1.大人の歯列矯正の5つの治療法と費用と期間

1−1.歯並びと噛み合わせが最もきれいになるブラケット矯正

ブラケット矯正は歯並びと噛み合わせを治すことができる矯正治療です。ブラケット矯正は一つ一つの歯に矯正装置をつけ動かすために、0.1mm単位で歯の位置を決めることができます。そのため最も歯並びや噛み合わせをきれいにできる方法です。

デメリット

ブラケット矯正はもっとも歯を動かせる反面、周りからは目立つ治療法です。しかし、現在はブラケットが透明なものや歯を動かすワイヤーも白いものがあり、目立たずに治療ができます。
また、歯を動かす距離が大きいと歯茎が下がったり、歯と歯の間の隙間が広がることがあります。歯周病が進行している方の場合は強くこの傾向が出ます。

費用と期間

費用は80万円程度と毎月の処置料が5千円程度です。

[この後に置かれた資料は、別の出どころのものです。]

//! 不揮発性メモリのインターフェース定義と実装群.
//!
//! このモジュールは[Heap](../heap/struct.Heap.html)がブロックの読み書きに使用する
//! 永続化領域を提供する.
use std::io::{Read, Seek, SeekFrom, Write};

pub use self::file::{FileNvm, FileNvmBuilder};
pub use self::memory::MemoryNvm;

use crate::{ErrorKind, Result};

mod file;
mod memory;

/// 不揮発性メモリを表すトレイト.
///
/// "不揮発性メモリ"は「永続化可能かつ伸長可能なバイト列(領域)」を意味し、ヒープファイルを保存するために使用される.
///
/// 末尾(`size()`の位置)への書き込みは領域の伸長として扱われる.
/// ただし末尾を超えた位置へのシーク(i.e., 穴の空いた書き込み)は許容されない.
pub trait NonVolatileMemory: Sized + Read + Write + Seek {
    /// メモリの内容を、物理デバイスに同期する.
    ///
    /// 内部的にバッファ管理等を行っておらず、常に内容が同期されている場合には、
    /// このメソッド内で特に何かを行う必要はない。
    fn sync(&mut self) -> Result<()>;

    /// 読み書き用カーソルの現在位置を返す.
    fn position(&self) -> u64;

    /// 現在のメモリのサイズ(バイト単位)を返す.
    fn size(&self) -> u64;

    /// メモリのサイズを`size`に切り詰める.
    ///
    /// カーソル位置は`0`に戻される.
    ///
    /// # Errors
    ///
    /// `size`が現在のサイズを超えている場合には、種類が`ErrorKind::InvalidInput`のエラーが返される.
    fn truncate(&mut self, size: u64) -> Result<()>;

    /// `SeekFrom`形式で指定された位置を、開始地点からのオフセットに変換する.
    ///
    /// # Errors
    ///
    /// 「指定位置が現在のサイズを超えている」ないし「`0`未満」の場合には、
    /// 種類が`ErrorKind::InvalidInput`のエラーが返される.
    fn convert_to_offset(&self, pos: SeekFrom) -> Result<u64> {
        let offset = match pos {
            SeekFrom::Start(offset) => offset as i64,
            SeekFrom::End(delta) => self.size() as i64 + delta,
            SeekFrom::Current(delta) => self.position() as i64 + delta,
        };
        track_assert!(0 <= offset, ErrorKind::InvalidInput; offset);
        track_assert!(
            offset as u64 <= self.size(),
            ErrorKind::InvalidInput;
            offset,
            self.size()
        );
        Ok(offset as u64)
    }

    /// `offset`の位置から`buf`を埋めるだけのバイト列を読み込む.
    fn read_exact_at(&mut self, offset: u64, buf: &mut [u8]) -> Result<()> {
        track_io!(self.seek(SeekFrom::Start(offset)))?;
        track_io!(self.read_exact(buf))?;
        Ok(())
    }

    /// `offset`の位置に`buf`の内容を全て書き込む.
    ///
    /// `offset + buf.len()`が現在のサイズを超える場合には、メモリが伸長される.
    fn write_all_at(&mut self, offset: u64, buf: &[u8]) -> Result<()> {
        track_io!(self.seek(SeekFrom::Start(offset)))?;
        track_io!(self.write_all(buf))?;
        Ok(())
    }
}
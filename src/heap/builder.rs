use prometrics::metrics::MetricBuilder;
use slog::{Discard, Logger};

use super::block::BLOCK_ALIGNMENT;
use super::class_hints::ClassHints;
use super::pool_table::{PoolTable, POOL_TABLE_SIZE};
use super::{Heap, DEFAULT_SCAN_LIMIT};
use crate::metrics::HeapMetrics;
use crate::nvm::NonVolatileMemory;
use crate::{ErrorKind, Result};

/// `Heap`のビルダ.
#[derive(Debug, Clone)]
pub struct HeapBuilder {
    scan_limit: usize,
    zero_fill: bool,
    logger: Logger,
    metrics: MetricBuilder,
}
impl HeapBuilder {
    /// 新しい`HeapBuilder`インスタンスを生成する.
    pub fn new() -> Self {
        HeapBuilder {
            scan_limit: DEFAULT_SCAN_LIMIT,
            zero_fill: false,
            logger: Logger::root(Discard, o!()),
            metrics: MetricBuilder::new(),
        }
    }

    /// 一回の割当で探索するサイズクラス数の上限を設定する.
    ///
    /// 探索を開始したクラスから、この数のクラスを調べても適切な空きブロックが見つからなかった場合には、
    /// ファイル末尾を伸長して割当が行われる.
    ///
    /// `1`未満の値が指定された場合には、ヒープの構築時にエラーが返される.
    ///
    /// デフォルト値は`75`.
    pub fn scan_limit(&mut self, limit: usize) -> &mut Self {
        self.scan_limit = limit;
        self
    }

    /// 空きブロックを再利用して割当を行う際に、ペイロードをゼロで埋めるかどうかを設定する.
    ///
    /// ファイル末尾を伸長して割り当てたブロックは、この設定に関わらず常にゼロで埋められている.
    ///
    /// デフォルト値は`false`.
    pub fn zero_fill(&mut self, enabled: bool) -> &mut Self {
        self.zero_fill = enabled;
        self
    }

    /// ヒープ用の logger を登録する.
    ///
    /// デフォルトでは、ログは全て破棄される.
    pub fn logger(&mut self, logger: Logger) -> &mut Self {
        self.logger = logger;
        self
    }

    /// メトリクス用の共通設定を登録する.
    ///
    /// デフォルト値は`MetricBuilder::new()`.
    pub fn metrics(&mut self, metrics: MetricBuilder) -> &mut Self {
        self.metrics = metrics;
        self
    }

    /// 新規にヒープを生成する.
    ///
    /// `nvm`の既存の内容は全て破棄され、空のプールテーブルが書き込まれる.
    pub fn create<N>(&self, mut nvm: N) -> Result<Heap<N>>
    where
        N: NonVolatileMemory,
    {
        track!(self.validate())?;
        track!(nvm.truncate(0))?;

        let mut buf = Vec::with_capacity(POOL_TABLE_SIZE as usize);
        track!(PoolTable::new().write_to(&mut buf))?;
        track!(nvm.write_all_at(0, &buf))?;
        track!(nvm.sync())?;

        track!(self.open(nvm))
    }

    /// 既に存在するヒープをオープンする.
    ///
    /// プールテーブルを読み込み、現在のサイズをwilderness境界とする.
    /// 探索用のヒントは全て空の状態から始まる.
    pub fn open<N>(&self, mut nvm: N) -> Result<Heap<N>>
    where
        N: NonVolatileMemory,
    {
        track!(self.validate())?;

        let wilderness = nvm.size();
        track_assert!(
            wilderness >= POOL_TABLE_SIZE,
            ErrorKind::StorageCorrupted,
            "Too small heap file: {} bytes",
            wilderness
        );
        track_assert_eq!(
            (wilderness - POOL_TABLE_SIZE) % BLOCK_ALIGNMENT,
            0,
            ErrorKind::StorageCorrupted,
            "Unaligned wilderness boundary: {}",
            wilderness
        );

        let mut buf = vec![0; POOL_TABLE_SIZE as usize];
        track!(nvm.read_exact_at(0, &mut buf))?;
        let pools = track!(PoolTable::read_from(&buf[..]))?;

        let metrics = HeapMetrics::new(&self.metrics);
        metrics.wilderness_bytes.set(wilderness as f64);

        info!(
            self.logger,
            "Heap opened";
            "wilderness" => wilderness,
            "non_empty_classes" => pools.non_empty_classes().count()
        );
        Ok(Heap {
            nvm,
            pools,
            hints: ClassHints::new(),
            wilderness,
            scan_limit: self.scan_limit,
            zero_fill: self.zero_fill,
            metrics,
            logger: self.logger.clone(),
        })
    }

    fn validate(&self) -> Result<()> {
        track_assert!(
            self.scan_limit > 0,
            ErrorKind::InvalidInput,
            "Invalid scan limit: {}",
            self.scan_limit
        );
        Ok(())
    }
}
impl Default for HeapBuilder {
    fn default() -> Self {
        Self::new()
    }
}

#[cfg(test)]
mod tests {
    use trackable::result::TestResult;

    use super::*;
    use crate::nvm::MemoryNvm;

    #[test]
    fn invalid_scan_limit_is_rejected() -> TestResult {
        let e = HeapBuilder::new()
            .scan_limit(0)
            .create(MemoryNvm::default())
            .err();
        assert_eq!(e.map(|e| *e.kind()), Some(ErrorKind::InvalidInput));

        let heap = track!(HeapBuilder::new().scan_limit(1).create(MemoryNvm::default()))?;
        assert_eq!(heap.scan_limit, 1);
        Ok(())
    }

    #[test]
    fn metrics_reflect_wilderness() -> TestResult {
        let mut heap = track!(HeapBuilder::new().create(MemoryNvm::default()))?;
        assert_eq!(heap.metrics().wilderness_bytes(), POOL_TABLE_SIZE);

        track!(heap.allocate(100))?;
        assert_eq!(heap.metrics().wilderness_bytes(), POOL_TABLE_SIZE + 112);
        assert_eq!(heap.metrics().wilderness_extended_bytes(), 112);
        Ok(())
    }
}
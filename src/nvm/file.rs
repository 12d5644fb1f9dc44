use std::fs::{self, File};
use std::io::{self, Read, Seek, SeekFrom, Write};
use std::path::Path;

use crate::nvm::NonVolatileMemory;
use crate::{ErrorKind, Result};

/// `FileNvm`のビルダ
///
/// exclusive_lock: `FileNvm`の実体ファイルに対するアクセスの排他制御を行うかどうか
///
/// ヒープ自体は排他制御を行わないので、複数プロセスからの同時書き込みを防ぎたい場合にはこれを有効にする.
pub struct FileNvmBuilder {
    exclusive_lock: bool,
}

impl FileNvmBuilder {
    /// デフォルト設定で`FileNvmBuilder`インスタンスを作成する
    ///
    /// デフォルトでは、exclusive_lock = trueとなる
    pub fn new() -> Self {
        FileNvmBuilder {
            exclusive_lock: true,
        }
    }

    fn open_options(&self) -> fs::OpenOptions {
        let mut options = fs::OpenOptions::new();
        options.read(true).write(true).create(false);
        options
    }

    #[cfg(unix)]
    fn set_exclusive_file_lock_if_flag_is_on(&self, file: &File) -> Result<()> {
        use std::os::unix::io::AsRawFd;
        if self.exclusive_lock {
            if unsafe { libc::flock(file.as_raw_fd(), libc::LOCK_EX | libc::LOCK_NB) } != 0 {
                track_io!(Err(io::Error::last_os_error()))
            } else {
                Ok(())
            }
        } else {
            Ok(())
        }
    }
    #[cfg(not(unix))]
    fn set_exclusive_file_lock_if_flag_is_on(&self, _file: &File) -> Result<()> {
        Ok(())
    }

    /// exclusive_lockのon/offを設定する
    pub fn exclusive_lock(&mut self, enabled: bool) -> &mut Self {
        self.exclusive_lock = enabled;
        self
    }

    /// 新しい`FileNvm`インスタンスを生成する.
    ///
    /// `filepath`が既に存在する場合にはそれを開き、存在しない場合には新規にファイルを作成する.
    ///
    /// 返り値のタプルの二番目の値は、ファイルが新規作成されたかどうか (`true`なら新規作成).
    pub fn create_if_absent<P: AsRef<Path>>(&mut self, filepath: P) -> Result<(FileNvm, bool)> {
        if filepath.as_ref().exists() {
            track!(self.open(filepath)).map(|s| (s, false))
        } else {
            track!(self.create(filepath)).map(|s| (s, true))
        }
    }

    /// ファイルを新規に作成して`FileNvm`インスタンスを生成する.
    ///
    /// 既にファイルが存在する場合には、その内容は破棄される.
    pub fn create<P: AsRef<Path>>(&mut self, filepath: P) -> Result<FileNvm> {
        if let Some(dir) = filepath.as_ref().parent() {
            track_io!(fs::create_dir_all(dir))?;
        }
        let mut options = self.open_options();
        options.create(true);
        let file = track_io!(options.open(filepath))?;
        track!(self.set_exclusive_file_lock_if_flag_is_on(&file))?;

        // ロックを獲得してから切り詰める
        track_io!(file.set_len(0))?;
        Ok(FileNvm::new(file, 0))
    }

    /// 既存のファイルを開いて`FileNvm`インスタンスを生成する。
    ///
    /// ファイルの現在のサイズが、そのままメモリのサイズとなる.
    pub fn open<P: AsRef<Path>>(&mut self, filepath: P) -> Result<FileNvm> {
        let options = self.open_options();
        let file = track_io!(options.open(filepath))?;
        track!(self.set_exclusive_file_lock_if_flag_is_on(&file))?;
        let size = track_io!(file.metadata())?.len();
        Ok(FileNvm::new(file, size))
    }
}
impl Default for FileNvmBuilder {
    fn default() -> Self {
        Self::new()
    }
}

/// ファイルベースの`NonVolatileMemory`の実装.
///
/// デフォルト設定では、ファイルに対して排他ロック(`flock(2)`)が獲得される.
#[derive(Debug)]
pub struct FileNvm {
    file: File,
    cursor_position: u64,
    size: u64,
}
impl FileNvm {
    /// デフォルト設定で新しい`FileNvm`インスタンスを生成する.
    ///
    /// `filepath`が既に存在する場合にはそれを開き、存在しない場合には新規にファイルを作成する.
    ///
    /// 返り値のタプルの二番目の値は、ファイルが新規作成されたかどうか (`true`なら新規作成).
    pub fn create_if_absent<P: AsRef<Path>>(filepath: P) -> Result<(Self, bool)> {
        FileNvmBuilder::new().create_if_absent(filepath)
    }

    /// デフォルト設定でファイルを新規に作成して`FileNvm`インスタンスを生成する.
    pub fn create<P: AsRef<Path>>(filepath: P) -> Result<Self> {
        FileNvmBuilder::new().create(filepath)
    }

    /// デフォルト設定で既存のファイルを開き`FileNvm`インスタンスを生成する。
    pub fn open<P: AsRef<Path>>(filepath: P) -> Result<Self> {
        FileNvmBuilder::new().open(filepath)
    }

    fn new(file: File, size: u64) -> FileNvm {
        FileNvm {
            file,
            cursor_position: 0,
            size,
        }
    }

    fn seek_impl(&mut self, position: u64) -> Result<()> {
        track_io!(self.file.seek(io::SeekFrom::Start(position)))?;
        self.cursor_position = position;
        Ok(())
    }
    fn read_impl(&mut self, buf: &mut [u8]) -> Result<usize> {
        let read_size = track_io!(self.file.read(buf))?;
        self.cursor_position += read_size as u64;
        Ok(read_size)
    }
    fn write_impl(&mut self, buf: &[u8]) -> Result<usize> {
        track_io!(self.file.write_all(buf))?;
        self.cursor_position += buf.len() as u64;
        if self.size < self.cursor_position {
            self.size = self.cursor_position;
        }
        Ok(buf.len())
    }

    #[cfg(test)]
    fn inner(&self) -> &File {
        &self.file
    }
}
impl NonVolatileMemory for FileNvm {
    fn sync(&mut self) -> Result<()> {
        track_io!(self.file.sync_data())?;
        Ok(())
    }
    fn position(&self) -> u64 {
        self.cursor_position
    }
    fn size(&self) -> u64 {
        self.size
    }
    fn truncate(&mut self, size: u64) -> Result<()> {
        track_assert!(size <= self.size, ErrorKind::InvalidInput; size, self.size);
        track_io!(self.file.set_len(size))?;
        self.size = size;
        track!(self.seek_impl(0))
    }
}
impl Seek for FileNvm {
    fn seek(&mut self, pos: SeekFrom) -> io::Result<u64> {
        let position = self.convert_to_offset(pos)?;
        track!(self.seek_impl(position))?;
        Ok(position)
    }
}
impl Read for FileNvm {
    fn read(&mut self, buf: &mut [u8]) -> io::Result<usize> {
        let read_size = track!(self.read_impl(buf))?;
        Ok(read_size)
    }
}
impl Write for FileNvm {
    fn write(&mut self, buf: &[u8]) -> io::Result<usize> {
        let written_size = track!(self.write_impl(buf))?;
        Ok(written_size)
    }
    fn flush(&mut self) -> io::Result<()> {
        track_io!(self.file.flush())?;
        Ok(())
    }
}
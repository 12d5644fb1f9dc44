//! Pool Table.
use byteorder::{BigEndian, ReadBytesExt, WriteBytesExt};
use std::io::{Read, Write};

use super::block::{BlockOffset, BLOCK_ALIGNMENT};
use super::size_class::{SizeClass, NUM_SIZE_CLASSES};
use crate::nvm::NonVolatileMemory;
use crate::{ErrorKind, Result};

/// 一つのエントリのサイズ.
const ENTRY_SIZE: u64 = 8;

/// ファイル先頭に配置されるプールテーブルのサイズ.
///
/// ブロック領域は、この直後から始まる.
pub const POOL_TABLE_SIZE: u64 = NUM_SIZE_CLASSES as u64 * ENTRY_SIZE;

/// サイズクラス毎のフリーリングの先頭位置を保持するテーブル.
///
/// ファイル上では155個の64bit整数(big-endian)として表現され、`0`は「リングが空」を意味する.
///
/// メモリ上のこの構造体は、ファイル上のテーブルの写しであり、
/// 更新は常に`set_head`経由で即座にファイルに書き戻される.
#[derive(Debug, Clone, PartialEq, Eq)]
pub(crate) struct PoolTable {
    heads: Vec<Option<BlockOffset>>,
}
impl PoolTable {
    /// 全てのリングが空のテーブルを生成する.
    pub fn new() -> Self {
        PoolTable {
            heads: vec![None; NUM_SIZE_CLASSES],
        }
    }

    /// テーブルを`reader`から読み込む.
    pub fn read_from<R: Read>(mut reader: R) -> Result<Self> {
        let mut heads = Vec::with_capacity(NUM_SIZE_CLASSES);
        for index in 0..NUM_SIZE_CLASSES {
            let head = track_io!(reader.read_u64::<BigEndian>())?;
            if head == 0 {
                heads.push(None);
                continue;
            }
            track_assert!(
                head >= POOL_TABLE_SIZE && head % BLOCK_ALIGNMENT == 0,
                ErrorKind::StorageCorrupted,
                "Broken pool table entry: class={}, head={}",
                index,
                head
            );
            heads.push(Some(BlockOffset::new(head)));
        }
        Ok(PoolTable { heads })
    }

    /// テーブル全体を`writer`に書き込む.
    pub fn write_to<W: Write>(&self, mut writer: W) -> Result<()> {
        for head in &self.heads {
            track_io!(writer.write_u64::<BigEndian>(Self::encode(*head)))?;
        }
        Ok(())
    }

    /// `class`のリングの先頭位置を返す.
    pub fn head(&self, class: SizeClass) -> Option<BlockOffset> {
        self.heads[class.index()]
    }

    /// `class`のリングの先頭位置を更新し、対応するエントリを`nvm`に書き戻す.
    pub fn set_head<N>(&mut self, nvm: &mut N, class: SizeClass, head: Option<BlockOffset>) -> Result<()>
    where
        N: NonVolatileMemory,
    {
        let mut buf = Vec::with_capacity(ENTRY_SIZE as usize);
        track_io!(buf.write_u64::<BigEndian>(Self::encode(head)))?;
        track!(nvm.write_all_at(class.index() as u64 * ENTRY_SIZE, &buf))?;
        self.heads[class.index()] = head;
        Ok(())
    }

    /// 空ではないリングを持つクラスの一覧を返す.
    pub fn non_empty_classes<'a>(&'a self) -> impl Iterator<Item = (SizeClass, BlockOffset)> + 'a {
        SizeClass::all().filter_map(move |class| self.head(class).map(|head| (class, head)))
    }

    fn encode(head: Option<BlockOffset>) -> u64 {
        head.map_or(0, |h| h.as_u64())
    }
}
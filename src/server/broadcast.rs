//! Fan-out of server messages to connected sessions.
//!
//! The dispatcher is owned by the game server actor. Delivery never blocks: a
//! session whose mailbox is closed or full is skipped and logged.

use std::collections::HashMap;

use actix::prelude::*;
use log::{debug, warn};
use uuid::Uuid;

use crate::game::types::PlayerId;
use crate::server::messages::{CloseSession, Dispatch, ServerMessage};

/// One attached WebSocket session.
#[derive(Clone)]
pub struct Connection {
    pub session_id: Uuid,
    pub outbox: Recipient<ServerMessage>,
    pub closer: Recipient<CloseSession>,
    /// Last chat room this session wrote to.
    pub room: Option<String>,
}

impl Connection {
    pub fn new(session_id: Uuid, outbox: Recipient<ServerMessage>, closer: Recipient<CloseSession>) -> Self {
        Self { session_id, outbox, closer, room: None }
    }
}

#[derive(Default)]
pub struct Dispatcher {
    connections: HashMap<PlayerId, Connection>,
}

impl Dispatcher {
    pub fn new() -> Self {
        Self::default()
    }

    /// Attach a session for `player_id`. Returns the connection it replaces, if any.
    pub fn attach(&mut self, player_id: &str, connection: Connection) -> Option<Connection> {
        self.connections.insert(player_id.to_string(), connection)
    }

    /// Detach the session only if it is still the current one for this player.
    pub fn detach(&mut self, player_id: &str, session_id: Uuid) -> bool {
        if self.is_current(player_id, session_id) {
            self.connections.remove(player_id);
            true
        } else {
            false
        }
    }

    pub fn is_current(&self, player_id: &str, session_id: Uuid) -> bool {
        self.connections
            .get(player_id)
            .is_some_and(|c| c.session_id == session_id)
    }

    pub fn set_room(&mut self, player_id: &str, room: &str) {
        if let Some(connection) = self.connections.get_mut(player_id) {
            connection.room = Some(room.to_string());
        }
    }

    pub fn len(&self) -> usize {
        self.connections.len()
    }

    pub fn send_to(&self, player_id: &str, message: ServerMessage) {
        match self.connections.get(player_id) {
            Some(connection) => Self::push(player_id, connection, message),
            None => debug!("[Dispatcher] No session for {}, dropping message", player_id),
        }
    }

    pub fn broadcast(&self, message: &ServerMessage) {
        for (player_id, connection) in &self.connections {
            Self::push(player_id, connection, message.clone());
        }
    }

    /// Deliver to every session whose last-known room is `room`.
    pub fn broadcast_room(&self, room: &str, message: &ServerMessage) {
        for (player_id, connection) in &self.connections {
            if connection.room.as_deref() == Some(room) {
                Self::push(player_id, connection, message.clone());
            }
        }
    }

    /// Send one error then ask the session to close.
    pub fn close(&self, player_id: &str, reason: &str) {
        let Some(connection) = self.connections.get(player_id) else { return };
        Self::push(player_id, connection, ServerMessage::error(reason));
        Self::kick(player_id, connection, reason);
    }

    /// Ask a detached (replaced) session to close.
    pub fn kick(player_id: &str, connection: &Connection, reason: &str) {
        if let Err(e) = connection.closer.try_send(CloseSession { reason: reason.to_string() }) {
            warn!("[Dispatcher] Could not close session of {}: {}", player_id, e);
        }
    }

    pub fn deliver(&self, dispatches: Vec<Dispatch>) {
        for dispatch in dispatches {
            match dispatch {
                Dispatch::All(message) => self.broadcast(&message),
                Dispatch::To(player_id, message) => self.send_to(&player_id, message),
            }
        }
    }

    fn push(player_id: &str, connection: &Connection, message: ServerMessage) {
        if let Err(e) = connection.outbox.try_send(message) {
            warn!("[Dispatcher] Skipping session of {}: {}", player_id, e);
        }
    }
}
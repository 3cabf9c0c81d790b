//! HTTP and WebSocket routing configuration.

use actix_web::web;
use crate::server::session::ws_game;

/// Configure the application's routes.
///
/// `/ws` upgrades to a game session; identity comes from the `player_id` cookie.
pub fn config(cfg: &mut web::ServiceConfig) {
    cfg.service(
        web::resource("/ws")
            .to(ws_game)
    );
}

期間は2年半から3年程度かかります。

上下奥歯も含めた透明ブラケット矯正による治療例

上下すべての歯に透明なブラケットをつけて全体的な治療を行っています。

1−2.目立たず噛み合わせがきれいになる裏側矯正(舌側矯正)

きれいな歯並びにしたいけれど歯の表面にブラケットがつくのが気になる方にオススメなのが舌側ブラケット矯正です。歯の内側にブラケットが付くために目立たなく矯正治療ができます。

デメリット

歯の内側には体の中で最も敏感な舌があります。ブラケットがこの舌が動く位置に付くために違和感が他の治療よりも多くなります。また、通常のブラケット矯正よりも費用は1.5倍程度になります。

費用と期間

費用は120万円程度と毎月の処置料1万円程度、期間は3年程度かかります。

上下の歯の裏側にブラケット装置をつけている治療例

新宿の常盤矯正歯科医院より写真提供

見た目には歯列矯正をしているようには見えませんが、歯の裏側に矯正装置のブラケットが付いています。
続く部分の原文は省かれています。